Top of Extracted entries
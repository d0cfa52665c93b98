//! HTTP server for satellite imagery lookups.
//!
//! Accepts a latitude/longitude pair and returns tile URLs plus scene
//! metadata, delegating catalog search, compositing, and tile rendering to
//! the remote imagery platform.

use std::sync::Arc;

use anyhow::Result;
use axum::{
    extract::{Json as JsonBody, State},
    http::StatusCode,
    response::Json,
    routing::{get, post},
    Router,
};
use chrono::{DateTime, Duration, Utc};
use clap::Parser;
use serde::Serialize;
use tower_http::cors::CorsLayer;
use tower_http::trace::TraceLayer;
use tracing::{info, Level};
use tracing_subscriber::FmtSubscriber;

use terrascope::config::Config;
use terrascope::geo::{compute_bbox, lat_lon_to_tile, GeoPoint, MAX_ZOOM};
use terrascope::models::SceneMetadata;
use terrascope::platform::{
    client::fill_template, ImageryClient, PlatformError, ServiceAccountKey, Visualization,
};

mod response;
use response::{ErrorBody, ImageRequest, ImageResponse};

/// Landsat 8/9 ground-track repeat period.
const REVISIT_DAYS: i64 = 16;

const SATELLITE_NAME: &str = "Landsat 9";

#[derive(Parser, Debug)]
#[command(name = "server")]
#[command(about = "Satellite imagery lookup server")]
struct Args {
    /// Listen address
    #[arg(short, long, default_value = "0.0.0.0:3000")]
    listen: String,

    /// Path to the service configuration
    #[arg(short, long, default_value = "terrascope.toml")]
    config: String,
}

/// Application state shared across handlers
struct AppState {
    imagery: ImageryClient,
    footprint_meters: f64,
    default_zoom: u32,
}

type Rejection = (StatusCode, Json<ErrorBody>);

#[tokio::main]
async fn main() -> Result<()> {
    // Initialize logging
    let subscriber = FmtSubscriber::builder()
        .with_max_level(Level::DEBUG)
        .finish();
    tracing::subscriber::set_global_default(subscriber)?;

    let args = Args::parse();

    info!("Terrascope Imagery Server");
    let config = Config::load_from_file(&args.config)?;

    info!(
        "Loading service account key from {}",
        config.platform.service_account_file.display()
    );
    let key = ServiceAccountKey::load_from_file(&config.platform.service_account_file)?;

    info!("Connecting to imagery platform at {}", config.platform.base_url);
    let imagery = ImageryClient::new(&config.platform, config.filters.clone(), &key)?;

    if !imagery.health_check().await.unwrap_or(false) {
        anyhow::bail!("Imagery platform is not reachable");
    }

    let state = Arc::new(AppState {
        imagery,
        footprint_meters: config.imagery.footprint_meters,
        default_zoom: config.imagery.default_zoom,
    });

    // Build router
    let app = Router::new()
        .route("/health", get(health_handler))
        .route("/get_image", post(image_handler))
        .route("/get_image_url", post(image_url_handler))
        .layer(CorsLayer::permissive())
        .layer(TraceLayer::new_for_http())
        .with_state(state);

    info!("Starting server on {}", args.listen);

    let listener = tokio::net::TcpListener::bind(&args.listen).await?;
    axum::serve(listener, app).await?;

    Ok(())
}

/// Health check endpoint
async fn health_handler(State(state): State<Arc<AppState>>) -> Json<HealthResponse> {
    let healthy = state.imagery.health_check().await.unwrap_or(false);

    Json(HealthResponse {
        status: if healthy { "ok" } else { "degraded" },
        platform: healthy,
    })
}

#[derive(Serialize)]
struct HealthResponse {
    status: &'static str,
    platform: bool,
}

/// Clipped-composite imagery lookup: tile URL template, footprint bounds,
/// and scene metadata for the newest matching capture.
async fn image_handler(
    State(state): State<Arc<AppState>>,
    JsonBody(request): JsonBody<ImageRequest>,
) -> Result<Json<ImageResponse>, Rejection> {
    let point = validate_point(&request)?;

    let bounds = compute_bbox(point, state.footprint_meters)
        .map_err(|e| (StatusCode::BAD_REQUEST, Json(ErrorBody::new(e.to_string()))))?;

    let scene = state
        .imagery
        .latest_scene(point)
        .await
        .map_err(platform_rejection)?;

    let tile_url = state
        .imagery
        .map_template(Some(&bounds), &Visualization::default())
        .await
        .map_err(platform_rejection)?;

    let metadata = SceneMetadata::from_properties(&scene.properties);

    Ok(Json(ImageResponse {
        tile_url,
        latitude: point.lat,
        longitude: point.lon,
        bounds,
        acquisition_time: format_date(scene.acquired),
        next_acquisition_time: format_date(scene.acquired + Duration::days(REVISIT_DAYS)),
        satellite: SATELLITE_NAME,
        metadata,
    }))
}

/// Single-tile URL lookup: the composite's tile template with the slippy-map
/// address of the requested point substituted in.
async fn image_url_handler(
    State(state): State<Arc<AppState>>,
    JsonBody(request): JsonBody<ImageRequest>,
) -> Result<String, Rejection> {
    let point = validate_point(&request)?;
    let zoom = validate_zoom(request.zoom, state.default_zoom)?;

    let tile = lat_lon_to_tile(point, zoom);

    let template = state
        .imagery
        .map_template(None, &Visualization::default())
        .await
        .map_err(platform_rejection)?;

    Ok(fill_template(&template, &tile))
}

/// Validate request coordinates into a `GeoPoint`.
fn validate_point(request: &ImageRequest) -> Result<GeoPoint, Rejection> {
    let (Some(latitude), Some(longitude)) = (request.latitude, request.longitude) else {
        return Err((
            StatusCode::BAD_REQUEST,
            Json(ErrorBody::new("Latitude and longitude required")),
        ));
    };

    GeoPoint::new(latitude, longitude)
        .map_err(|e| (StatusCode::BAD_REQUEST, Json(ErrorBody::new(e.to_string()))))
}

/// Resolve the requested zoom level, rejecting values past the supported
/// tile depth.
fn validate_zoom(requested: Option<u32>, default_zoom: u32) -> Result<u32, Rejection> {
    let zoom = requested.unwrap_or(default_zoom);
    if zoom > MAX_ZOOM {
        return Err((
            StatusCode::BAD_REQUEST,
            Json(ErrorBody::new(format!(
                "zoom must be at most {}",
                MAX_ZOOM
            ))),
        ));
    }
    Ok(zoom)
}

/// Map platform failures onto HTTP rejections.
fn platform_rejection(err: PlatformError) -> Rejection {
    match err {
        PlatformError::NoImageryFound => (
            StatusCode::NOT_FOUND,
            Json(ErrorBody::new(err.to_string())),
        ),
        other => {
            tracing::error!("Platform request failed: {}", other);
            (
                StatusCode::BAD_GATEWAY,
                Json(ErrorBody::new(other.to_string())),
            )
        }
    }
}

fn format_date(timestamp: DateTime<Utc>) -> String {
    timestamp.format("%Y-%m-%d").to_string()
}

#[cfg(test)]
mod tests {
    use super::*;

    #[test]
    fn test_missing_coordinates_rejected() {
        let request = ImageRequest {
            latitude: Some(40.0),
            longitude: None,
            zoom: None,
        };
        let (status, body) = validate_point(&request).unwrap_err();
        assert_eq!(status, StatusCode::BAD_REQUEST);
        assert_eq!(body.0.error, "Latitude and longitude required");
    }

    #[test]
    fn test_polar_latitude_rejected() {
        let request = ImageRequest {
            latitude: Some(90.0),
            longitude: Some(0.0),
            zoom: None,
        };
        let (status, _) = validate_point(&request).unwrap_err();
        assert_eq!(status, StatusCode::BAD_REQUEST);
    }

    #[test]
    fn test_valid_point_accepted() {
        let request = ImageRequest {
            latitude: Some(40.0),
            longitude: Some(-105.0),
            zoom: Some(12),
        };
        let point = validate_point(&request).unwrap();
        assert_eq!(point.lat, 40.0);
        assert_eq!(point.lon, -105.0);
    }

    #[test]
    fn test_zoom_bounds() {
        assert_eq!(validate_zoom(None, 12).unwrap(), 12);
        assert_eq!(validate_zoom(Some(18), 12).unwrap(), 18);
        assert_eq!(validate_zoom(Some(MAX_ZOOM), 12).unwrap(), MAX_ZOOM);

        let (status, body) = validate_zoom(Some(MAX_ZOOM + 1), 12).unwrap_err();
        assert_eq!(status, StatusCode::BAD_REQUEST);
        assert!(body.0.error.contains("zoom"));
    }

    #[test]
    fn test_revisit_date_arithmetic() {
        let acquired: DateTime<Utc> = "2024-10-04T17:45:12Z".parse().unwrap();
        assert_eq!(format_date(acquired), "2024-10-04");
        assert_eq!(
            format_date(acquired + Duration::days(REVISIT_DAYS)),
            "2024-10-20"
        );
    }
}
Bottom of Extracted entries
Prompt: Copy out each line of the records above that includes "short".

Task result:
    #[arg(short, long, default_value = "0.0.0.0:3000")]
    #[arg(short, long, default_value = "terrascope.toml")]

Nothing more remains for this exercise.